C.J. Box, Shots Fired: Stories from Joe Pickett Country
Somebody’s bound to say it somewhere, so let me say it first: it’s difficult to read this book without comparing it to Annie Proulx’s Close Range: Wyoming Stories, the collection which gave us the original “Brokeback Mountain.” Assuming you’ve read Proulx, obviously. And if you haven’t, please do, because putting these two together provides a remarkable view of the wide, arid, hardworking domain America largely derides as “flyover country.”
Proulx, a Wyoming transplant, and Box, a native, both create languid, laconic characters whose actions deliver eloquent messages that mere words couldn’t convey. Their concise snapshots reveal a people whose lives have become integrated with the landscape, giving them a permanence transcending generations. But where Proulx’s literary approach conveys Wyomingites’ diverse struggles often in stolid silence, Box, a crime novelist, observes his protagonists through the lens of violence.
Box’s very earthy, hardworking, and concise English doesn’t eliminate poetry; often, it heightens stylistic power. Describing the North Platte River, Box writes, “the current gripped the flat-bottomed McKenzie boat and spun it like a cigarette butt in a flushed toilet.” Anyone who’s seen fishing boats in shallow water recognizes that surprising yet apt simile. Likewise, Box says so-and-so’s “face was round, like a hubcap.” He uses that one twice.
This approach, free of self-conscious ornamentation, is merely the surface layer of how Box’s characters think. Too busy with work, family, and survival to be “pretty,” they distribute words with Protestant thrift, and base their metaphors on common, workaday images. Yet their often unforeseen poetry doesn’t just make us see their objects anew; it forces us to acknowledge them as deep thinkers, though they may lack fancy East Coast credentials.
Four stories feature Box’s recurrent protagonist, game warden Joe Pickett. (Non-hunters may not realize game wardens are sworn law officers with arrest authority.) Pickett’s innate feel for Wyoming’s diverse ecology, and the humans who make their living off it, recalls dime novel tropes of Indians standing outside white society, yet still maintaining certain justice. Besides Proulx, I also recalled Zane Grey’s highly moral Westerns while reading Box.

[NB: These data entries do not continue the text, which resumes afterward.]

//! Domain-driven configuration management for upstep
//!
//! Configuration is split by functional domain (database, migrations,
//! logging), loaded from YAML, overridden from `UPSTEP_*` environment
//! variables, and validated per domain before use.

pub mod domains;
pub mod error;
pub mod loader;
pub mod validation;

// Re-export main types
pub use domains::{
    database::DatabaseConfig,
    logging::{LogFormat, LogLevel, LogTarget, LoggingConfig},
    migrations::MigrationsConfig,
    UpstepConfig,
};
pub use error::{ConfigError, ConfigResult};
pub use loader::ConfigLoader;
pub use validation::Validatable;

// Re-export utilities
pub use domains::utils::serde_duration;
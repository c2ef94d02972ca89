//! Storage side of the upstep migration engine
//!
//! This crate binds the storage-independent engine in `upstep-core` to a
//! relational database through SeaORM: it persists the installation's schema
//! version, runs each migration step inside its own transaction, and loads
//! migration steps authored as SQL script directories.

pub mod change;
pub mod connection;
pub mod error;
pub mod loader;
pub mod runner;
pub mod version_store;

#[cfg(any(test, feature = "testing"))]
pub mod testing;

// Re-export core types for convenience
pub use change::{BoxedChange, Registry, SchemaChange, SqlFileScripts, SqlScript};
pub use connection::DatabaseConnection;
pub use error::{StorageError, StorageResult};
pub use loader::load_registry;
pub use runner::{AppliedStep, MigrationPlan, MigrationReport, MigrationRunner, MigrationStatus};
pub use version_store::{AppliedMigration, SchemaVersionRecord, SchemaVersionStore};
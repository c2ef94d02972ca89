//! Directory-backed migration registry
//!
//! ```text
//! migrations/
//!   0.3.0-0.4.0/
//!     001_tables.sql
//!     002_indexes.sql
//!   0.4.0-0.5.0/
//!     ddl/accounts.sql
//! ```
//!
//! Each subdirectory is one step named `<from>-<to>`. Its `*.sql` files,
//! searched recursively, run in path order inside the step transaction.

use crate::change::{BoxedChange, Registry, SqlFileScripts};
use crate::error::{StorageError, StorageResult};
use std::path::{Path, PathBuf};
use tracing::{debug, info};
use upstep_core::{MigrationError, Version};

/// Build a registry from a migrations directory
pub fn load_registry(dir: impl AsRef<Path>) -> StorageResult<Registry> {
    let dir = dir.as_ref();
    if !dir.is_dir() {
        return Err(StorageError::InvalidMigrationDir {
            path: dir.to_path_buf(),
            message: "not a directory".to_string(),
        });
    }

    let mut steps = Vec::new();
    for entry in std::fs::read_dir(dir)? {
        let entry = entry?;
        let path = entry.path();
        if !path.is_dir() {
            debug!("Skipping non-directory entry {:?}", path);
            continue;
        }

        let name = entry.file_name().to_string_lossy().into_owned();
        let (from, to) = parse_step_name(&name)?;
        let files = collect_scripts(&path)?;
        if files.is_empty() {
            return Err(StorageError::InvalidMigrationDir {
                path,
                message: "step directory contains no .sql scripts".to_string(),
            });
        }

        steps.push((from, to, files));
    }

    steps.sort_by(|a, b| (a.0, a.1).cmp(&(b.0, b.1)));

    let mut builder = Registry::builder();
    for (from, to, files) in steps {
        let label = format!("{} -> {}", from, to);
        let change: BoxedChange = SqlFileScripts::new(label, files).boxed();
        builder = builder.register(from, to, change);
    }
    let registry = builder.build()?;

    info!("Loaded {} migrations from {:?}", registry.len(), dir);
    Ok(registry)
}

/// Split a `<from>-<to>` directory name into its two versions
fn parse_step_name(name: &str) -> StorageResult<(Version, Version)> {
    let (from, to) = name
        .split_once('-')
        .ok_or_else(|| MigrationError::InvalidVersionFormat(name.to_string()))?;
    Ok((Version::parse(from)?, Version::parse(to)?))
}

/// Every `*.sql` file under `step_dir`, sorted by path
fn collect_scripts(step_dir: &Path) -> StorageResult<Vec<PathBuf>> {
    let prefix = glob::Pattern::escape(&step_dir.to_string_lossy());
    let pattern = Path::new(&prefix).join("**").join("*.sql");
    let pattern = pattern.to_string_lossy();

    let entries = glob::glob(&pattern).map_err(|e| StorageError::InvalidMigrationDir {
        path: step_dir.to_path_buf(),
        message: e.to_string(),
    })?;

    let mut files = Vec::new();
    for entry in entries {
        let path = entry.map_err(|e| StorageError::Io(e.into_error()))?;
        if path.is_file() {
            files.push(path);
        }
    }
    files.sort();
    Ok(files)
}

#[cfg(test)]
mod tests {
    use super::*;
    use crate::change::SchemaChange;
    use std::fs;
    use tempfile::TempDir;

    fn write(dir: &Path, rel: &str, sql: &str) {
        let path = dir.join(rel);
        fs::create_dir_all(path.parent().unwrap()).unwrap();
        fs::write(path, sql).unwrap();
    }

    #[test]
    fn test_parse_step_name() {
        let (from, to) = parse_step_name("0.3.0-0.4.0").unwrap();
        assert_eq!(from, Version::new(0, 3, 0));
        assert_eq!(to, Version::new(0, 4, 0));

        for bad in ["0.3.0", "0.3.0-", "0.3-0.4.0", "v0.3.0-0.4.0", "0.3.0-0.4.0-0.5.0"] {
            assert!(
                matches!(
                    parse_step_name(bad),
                    Err(StorageError::Migration(MigrationError::InvalidVersionFormat(_)))
                ),
                "{bad} should be rejected"
            );
        }
    }

    #[test]
    fn test_load_registry_from_directory() {
        let dir = TempDir::new().unwrap();
        write(dir.path(), "0.4.0-0.5.0/001.sql", "SELECT 1");
        write(dir.path(), "0.3.0-0.4.0/002_indexes.sql", "SELECT 2");
        write(dir.path(), "0.3.0-0.4.0/001_tables.sql", "SELECT 1");
        write(dir.path(), "0.3.0-0.4.0/nested/003_data.sql", "SELECT 3");
        write(dir.path(), "0.3.0-0.4.0/README.md", "not a script");
        write(dir.path(), "notes.txt", "ignored");

        let registry = load_registry(dir.path()).unwrap();
        assert_eq!(registry.len(), 2);
        assert_eq!(registry.describe(), "0.3.0 -> 0.4.0\n0.4.0 -> 0.5.0\n");

        let first = registry.descriptor_from(&Version::new(0, 3, 0)).unwrap();
        assert_eq!(first.procedure().description(), "0.3.0 -> 0.4.0 (3 scripts)");
    }

    #[test]
    fn test_collect_scripts_sorted_by_path() {
        let dir = TempDir::new().unwrap();
        write(dir.path(), "b.sql", "");
        write(dir.path(), "a.sql", "");
        write(dir.path(), "sub/c.sql", "");

        let names: Vec<String> = collect_scripts(dir.path())
            .unwrap()
            .iter()
            .map(|p| p.strip_prefix(dir.path()).unwrap().display().to_string())
            .collect();
        assert_eq!(names, vec!["a.sql", "b.sql", "sub/c.sql"]);
    }

    #[test]
    fn test_pattern_characters_in_parent_directory() {
        let dir = TempDir::new().unwrap();
        let root = dir.path().join("env[prod]").join("migrations");
        write(&root, "0.1.0-0.2.0/001.sql", "SELECT 1");
        write(&root, "0.2.0-0.3.0/sub*/002.sql", "SELECT 2");

        let registry = load_registry(&root).unwrap();
        assert_eq!(registry.len(), 2);
        let second = registry.descriptor_from(&Version::new(0, 2, 0)).unwrap();
        assert_eq!(second.procedure().description(), "0.2.0 -> 0.3.0 (1 scripts)");
    }

    #[test]
    fn test_empty_step_directory_rejected() {
        let dir = TempDir::new().unwrap();
        fs::create_dir(dir.path().join("0.1.0-0.2.0")).unwrap();
        assert!(matches!(
            load_registry(dir.path()),
            Err(StorageError::InvalidMigrationDir { .. })
        ));
    }

    #[test]
    fn test_malformed_step_directory_rejected() {
        let dir = TempDir::new().unwrap();
        write(dir.path(), "latest/001.sql", "SELECT 1");
        assert!(matches!(
            load_registry(dir.path()),
            Err(StorageError::Migration(MigrationError::InvalidVersionFormat(_)))
        ));
    }

    #[test]
    fn test_missing_directory_rejected() {
        assert!(matches!(
            load_registry("/no/such/migrations"),
            Err(StorageError::InvalidMigrationDir { .. })
        ));
    }

    #[test]
    fn test_duplicate_departure_rejected() {
        let dir = TempDir::new().unwrap();
        write(dir.path(), "0.1.0-0.2.0/a.sql", "SELECT 1");
        write(dir.path(), "0.1.0-0.3.0/a.sql", "SELECT 1");
        assert!(matches!(
            load_registry(dir.path()),
            Err(StorageError::Migration(MigrationError::DuplicateDescriptor { .. }))
        ));
    }
}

Six other stories venture outside Box’s previous bibliography, while remaining around his Wyoming heart. (Okay, “Le Sauvage Noble” is set in South Dakota and Paris, France. Allow some latitude.) The most powerful stories in the collection feature some collision between the stable Wyoming equilibrium and outside forces which would remake the prairie in their image. Box’s stories manage the constant tapdance between down-home continuity and worldly disruption.
My favorite tale, “The Master Falconer,” features a naturalist and former soldier on society’s fringes. When a powerful Saudi plutocrat attempts to buy his loyalty, believing everybody is for sale, our hero finds himself imprisoned by overwhelming pressures. His understanding of the land and people lets him construct a sophisticated noose from the Saudi’s own rope. Remarkably, this is one of only two stories where nobody dies, though several people crawl away bloodied.
Other stories span the range of Western life, turning on ways people hurt, diminish, or steal power from others. “Dull Knife” describes a hard collision between modern Indian and White societies. Casual racism won’t surprise most readers who’ve lived near the Rez, but the flippant bigotry inherent in friendly White condescension remains shocking. “The End of Jim and Ezra” flips eras, depicting the brutality that drove early American expansionism.
Not everything works equally. “Every Day Is a Good Day on the River” billboards its impending conflict so blatantly, I wonder how these characters didn’t realize they’re trapped in a suspense thriller. Box took the easy option here. But that’s one weak story among ten. I’d forgive much worse for “Blood Knot,” a flash story with no physical violence, but deep insights into how people chisel away each other’s humanity.
Box’s stories resemble Proulx’s observations of ordinary people, pushed by austere circumstances into moments of chilling hostility. Mystery fans may prefer comparing Box to Craig “Longmire” Johnson, but beyond the Wyoming setting, the comparison rings hollow. Longmire channels classic Westerns and heroic myths, Box prefers a cold-eyed look at how people cling to society’s margins today. Box’s arid Wyoming prairie symbolizes his characters’ inner brokenness.
Don’t let my high-minded analysis deter you, though. Box creates high-energy adventures that test characters to destruction, revealing their secrets not through turgid discourse, but through action and moments of bleak, inescapable honesty. I can think of no greater praise a weary night-shift laborer can bestow upon this collection, than that I stayed up way past my bedtime to finish that last story.